(Dataset records)
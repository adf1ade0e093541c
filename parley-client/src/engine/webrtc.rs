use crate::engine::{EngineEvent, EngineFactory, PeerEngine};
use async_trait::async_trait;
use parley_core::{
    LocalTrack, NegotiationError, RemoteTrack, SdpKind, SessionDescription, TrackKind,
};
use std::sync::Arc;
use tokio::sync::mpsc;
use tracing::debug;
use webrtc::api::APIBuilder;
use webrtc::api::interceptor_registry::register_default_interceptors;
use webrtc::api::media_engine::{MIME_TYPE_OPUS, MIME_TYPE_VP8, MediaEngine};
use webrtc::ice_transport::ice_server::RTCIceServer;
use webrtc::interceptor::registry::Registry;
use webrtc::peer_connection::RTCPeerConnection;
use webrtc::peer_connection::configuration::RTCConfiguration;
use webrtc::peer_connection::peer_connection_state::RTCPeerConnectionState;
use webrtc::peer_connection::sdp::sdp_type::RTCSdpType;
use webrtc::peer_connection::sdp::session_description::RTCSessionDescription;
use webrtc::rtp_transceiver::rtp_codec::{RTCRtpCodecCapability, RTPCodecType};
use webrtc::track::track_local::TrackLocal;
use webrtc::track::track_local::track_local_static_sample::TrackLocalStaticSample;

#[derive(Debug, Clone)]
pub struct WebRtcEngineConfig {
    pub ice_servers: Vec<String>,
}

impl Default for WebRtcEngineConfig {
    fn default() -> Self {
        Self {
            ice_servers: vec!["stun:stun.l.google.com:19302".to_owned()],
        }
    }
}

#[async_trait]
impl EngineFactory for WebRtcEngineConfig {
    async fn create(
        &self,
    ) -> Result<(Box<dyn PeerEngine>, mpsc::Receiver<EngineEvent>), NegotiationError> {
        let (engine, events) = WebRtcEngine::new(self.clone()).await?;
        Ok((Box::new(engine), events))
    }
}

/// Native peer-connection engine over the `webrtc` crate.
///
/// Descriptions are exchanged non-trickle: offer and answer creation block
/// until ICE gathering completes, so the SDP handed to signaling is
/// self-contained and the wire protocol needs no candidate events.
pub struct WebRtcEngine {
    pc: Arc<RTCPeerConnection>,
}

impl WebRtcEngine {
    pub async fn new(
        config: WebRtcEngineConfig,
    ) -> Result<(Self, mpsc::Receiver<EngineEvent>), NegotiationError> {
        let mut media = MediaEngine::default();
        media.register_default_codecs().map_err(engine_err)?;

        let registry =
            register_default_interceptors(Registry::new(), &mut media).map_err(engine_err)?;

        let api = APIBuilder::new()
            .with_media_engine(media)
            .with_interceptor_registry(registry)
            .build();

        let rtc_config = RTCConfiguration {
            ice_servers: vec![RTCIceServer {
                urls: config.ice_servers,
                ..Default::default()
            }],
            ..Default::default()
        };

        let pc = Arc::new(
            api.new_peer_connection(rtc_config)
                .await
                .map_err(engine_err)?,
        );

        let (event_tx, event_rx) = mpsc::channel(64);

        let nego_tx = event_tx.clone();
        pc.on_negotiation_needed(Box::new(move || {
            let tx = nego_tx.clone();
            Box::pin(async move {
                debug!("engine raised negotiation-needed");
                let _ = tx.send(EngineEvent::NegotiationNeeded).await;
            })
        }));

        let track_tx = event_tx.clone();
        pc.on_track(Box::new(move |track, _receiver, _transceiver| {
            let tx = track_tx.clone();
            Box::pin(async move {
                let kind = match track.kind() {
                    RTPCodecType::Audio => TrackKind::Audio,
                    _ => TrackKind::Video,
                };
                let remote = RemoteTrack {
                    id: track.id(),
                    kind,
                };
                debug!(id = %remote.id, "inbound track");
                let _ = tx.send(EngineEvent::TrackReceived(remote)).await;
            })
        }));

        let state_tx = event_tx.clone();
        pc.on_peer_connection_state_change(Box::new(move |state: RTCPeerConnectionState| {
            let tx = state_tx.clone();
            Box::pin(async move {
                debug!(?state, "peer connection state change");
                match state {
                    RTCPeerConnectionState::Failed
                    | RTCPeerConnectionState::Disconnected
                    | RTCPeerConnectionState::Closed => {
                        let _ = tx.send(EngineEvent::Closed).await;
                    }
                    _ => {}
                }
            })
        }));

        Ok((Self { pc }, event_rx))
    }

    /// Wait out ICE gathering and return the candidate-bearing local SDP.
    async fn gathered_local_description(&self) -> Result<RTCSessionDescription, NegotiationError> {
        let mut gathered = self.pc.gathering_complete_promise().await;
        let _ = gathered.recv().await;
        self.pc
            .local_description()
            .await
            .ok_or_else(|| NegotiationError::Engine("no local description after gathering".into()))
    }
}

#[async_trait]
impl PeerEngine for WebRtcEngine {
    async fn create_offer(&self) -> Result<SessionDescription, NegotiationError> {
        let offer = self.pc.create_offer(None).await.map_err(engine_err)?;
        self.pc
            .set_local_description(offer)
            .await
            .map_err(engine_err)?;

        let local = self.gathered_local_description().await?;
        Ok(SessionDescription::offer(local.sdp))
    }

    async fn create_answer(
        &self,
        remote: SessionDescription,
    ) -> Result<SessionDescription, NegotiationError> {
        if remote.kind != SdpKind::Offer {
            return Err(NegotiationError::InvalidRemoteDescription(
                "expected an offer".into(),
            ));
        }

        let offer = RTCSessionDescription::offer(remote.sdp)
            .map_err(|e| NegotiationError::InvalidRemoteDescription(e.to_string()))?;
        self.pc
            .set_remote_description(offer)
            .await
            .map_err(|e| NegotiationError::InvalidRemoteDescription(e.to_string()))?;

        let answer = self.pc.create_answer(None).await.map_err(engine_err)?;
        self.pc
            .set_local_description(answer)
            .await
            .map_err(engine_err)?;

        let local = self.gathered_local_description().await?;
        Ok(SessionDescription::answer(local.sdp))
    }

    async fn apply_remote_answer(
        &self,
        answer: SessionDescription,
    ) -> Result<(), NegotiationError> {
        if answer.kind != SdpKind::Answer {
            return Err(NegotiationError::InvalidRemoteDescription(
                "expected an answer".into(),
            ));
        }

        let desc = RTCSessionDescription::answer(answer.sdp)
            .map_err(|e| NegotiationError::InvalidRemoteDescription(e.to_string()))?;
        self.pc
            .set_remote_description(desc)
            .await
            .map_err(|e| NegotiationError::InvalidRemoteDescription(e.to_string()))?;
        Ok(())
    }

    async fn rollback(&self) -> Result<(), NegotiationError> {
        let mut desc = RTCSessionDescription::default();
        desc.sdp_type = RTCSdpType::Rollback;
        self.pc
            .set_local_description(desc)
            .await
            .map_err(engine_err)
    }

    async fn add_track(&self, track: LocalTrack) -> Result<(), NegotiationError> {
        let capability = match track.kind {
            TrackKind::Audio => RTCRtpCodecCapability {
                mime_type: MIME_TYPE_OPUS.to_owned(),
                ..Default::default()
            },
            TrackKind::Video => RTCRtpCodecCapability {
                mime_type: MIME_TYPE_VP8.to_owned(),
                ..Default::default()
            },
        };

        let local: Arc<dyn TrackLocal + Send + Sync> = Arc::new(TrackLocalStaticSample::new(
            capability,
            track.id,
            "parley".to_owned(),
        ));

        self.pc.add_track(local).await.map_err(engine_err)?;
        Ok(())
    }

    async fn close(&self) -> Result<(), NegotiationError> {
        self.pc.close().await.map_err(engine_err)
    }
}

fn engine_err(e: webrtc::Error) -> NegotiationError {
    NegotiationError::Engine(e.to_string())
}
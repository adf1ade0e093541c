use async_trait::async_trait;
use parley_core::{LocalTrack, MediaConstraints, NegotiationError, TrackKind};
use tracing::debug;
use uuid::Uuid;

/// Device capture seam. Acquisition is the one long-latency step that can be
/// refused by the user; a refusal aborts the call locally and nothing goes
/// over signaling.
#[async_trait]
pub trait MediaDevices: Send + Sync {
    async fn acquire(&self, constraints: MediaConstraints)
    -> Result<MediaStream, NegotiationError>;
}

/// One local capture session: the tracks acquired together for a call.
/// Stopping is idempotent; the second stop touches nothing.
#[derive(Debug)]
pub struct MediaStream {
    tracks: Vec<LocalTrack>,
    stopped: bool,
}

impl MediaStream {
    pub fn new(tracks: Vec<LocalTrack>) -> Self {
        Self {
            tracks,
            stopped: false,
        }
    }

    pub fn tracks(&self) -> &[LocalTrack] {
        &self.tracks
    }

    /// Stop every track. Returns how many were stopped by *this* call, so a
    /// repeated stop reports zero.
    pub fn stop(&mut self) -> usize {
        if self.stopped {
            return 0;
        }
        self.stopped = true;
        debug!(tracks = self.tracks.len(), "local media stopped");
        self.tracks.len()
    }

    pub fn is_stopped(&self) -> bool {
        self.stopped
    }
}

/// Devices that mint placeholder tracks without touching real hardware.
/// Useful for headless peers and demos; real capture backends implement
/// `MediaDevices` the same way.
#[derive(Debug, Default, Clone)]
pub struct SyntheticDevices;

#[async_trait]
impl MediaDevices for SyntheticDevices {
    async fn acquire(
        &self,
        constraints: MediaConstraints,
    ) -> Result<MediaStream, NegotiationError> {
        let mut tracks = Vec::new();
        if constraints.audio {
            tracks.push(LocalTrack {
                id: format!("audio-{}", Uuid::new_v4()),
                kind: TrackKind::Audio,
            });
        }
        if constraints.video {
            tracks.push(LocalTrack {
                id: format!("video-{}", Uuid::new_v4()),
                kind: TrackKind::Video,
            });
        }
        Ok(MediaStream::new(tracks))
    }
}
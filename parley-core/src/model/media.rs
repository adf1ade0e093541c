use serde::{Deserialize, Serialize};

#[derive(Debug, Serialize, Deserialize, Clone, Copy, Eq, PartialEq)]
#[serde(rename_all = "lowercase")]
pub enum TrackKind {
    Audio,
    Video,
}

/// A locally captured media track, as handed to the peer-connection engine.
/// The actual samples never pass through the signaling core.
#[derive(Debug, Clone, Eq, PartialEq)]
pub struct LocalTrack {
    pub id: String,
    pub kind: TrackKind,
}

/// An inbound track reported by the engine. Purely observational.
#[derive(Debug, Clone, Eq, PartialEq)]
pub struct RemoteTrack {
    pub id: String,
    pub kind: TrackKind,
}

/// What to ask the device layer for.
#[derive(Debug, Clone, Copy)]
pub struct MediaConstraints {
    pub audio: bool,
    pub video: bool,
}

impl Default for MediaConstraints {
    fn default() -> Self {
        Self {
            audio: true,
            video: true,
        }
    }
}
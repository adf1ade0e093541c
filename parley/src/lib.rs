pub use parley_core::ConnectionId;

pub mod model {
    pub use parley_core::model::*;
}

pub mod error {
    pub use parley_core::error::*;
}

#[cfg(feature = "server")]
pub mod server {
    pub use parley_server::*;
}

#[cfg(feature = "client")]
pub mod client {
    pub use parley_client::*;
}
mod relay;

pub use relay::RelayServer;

- Your task -
Return, word for word, the lines of the data above from the line with "self.stopped = true;" through the line with "the peer-connection engine.", inclusive.

- Solution -
        self.stopped = true;
        debug!(tracks = self.tracks.len(), "local media stopped");
        self.tracks.len()
    }

    pub fn is_stopped(&self) -> bool {
        self.stopped
    }
}

/// Devices that mint placeholder tracks without touching real hardware.
/// Useful for headless peers and demos; real capture backends implement
/// `MediaDevices` the same way.
#[derive(Debug, Default, Clone)]
pub struct SyntheticDevices;

#[async_trait]
impl MediaDevices for SyntheticDevices {
    async fn acquire(
        &self,
        constraints: MediaConstraints,
    ) -> Result<MediaStream, NegotiationError> {
        let mut tracks = Vec::new();
        if constraints.audio {
            tracks.push(LocalTrack {
                id: format!("audio-{}", Uuid::new_v4()),
                kind: TrackKind::Audio,
            });
        }
        if constraints.video {
            tracks.push(LocalTrack {
                id: format!("video-{}", Uuid::new_v4()),
                kind: TrackKind::Video,
            });
        }
        Ok(MediaStream::new(tracks))
    }
}
filename parley-core/src/model/media.rs
repository adf1ade0e093541c
use serde::{Deserialize, Serialize};

#[derive(Debug, Serialize, Deserialize, Clone, Copy, Eq, PartialEq)]
#[serde(rename_all = "lowercase")]
pub enum TrackKind {
    Audio,
    Video,
}

/// A locally captured media track, as handed to the peer-connection engine.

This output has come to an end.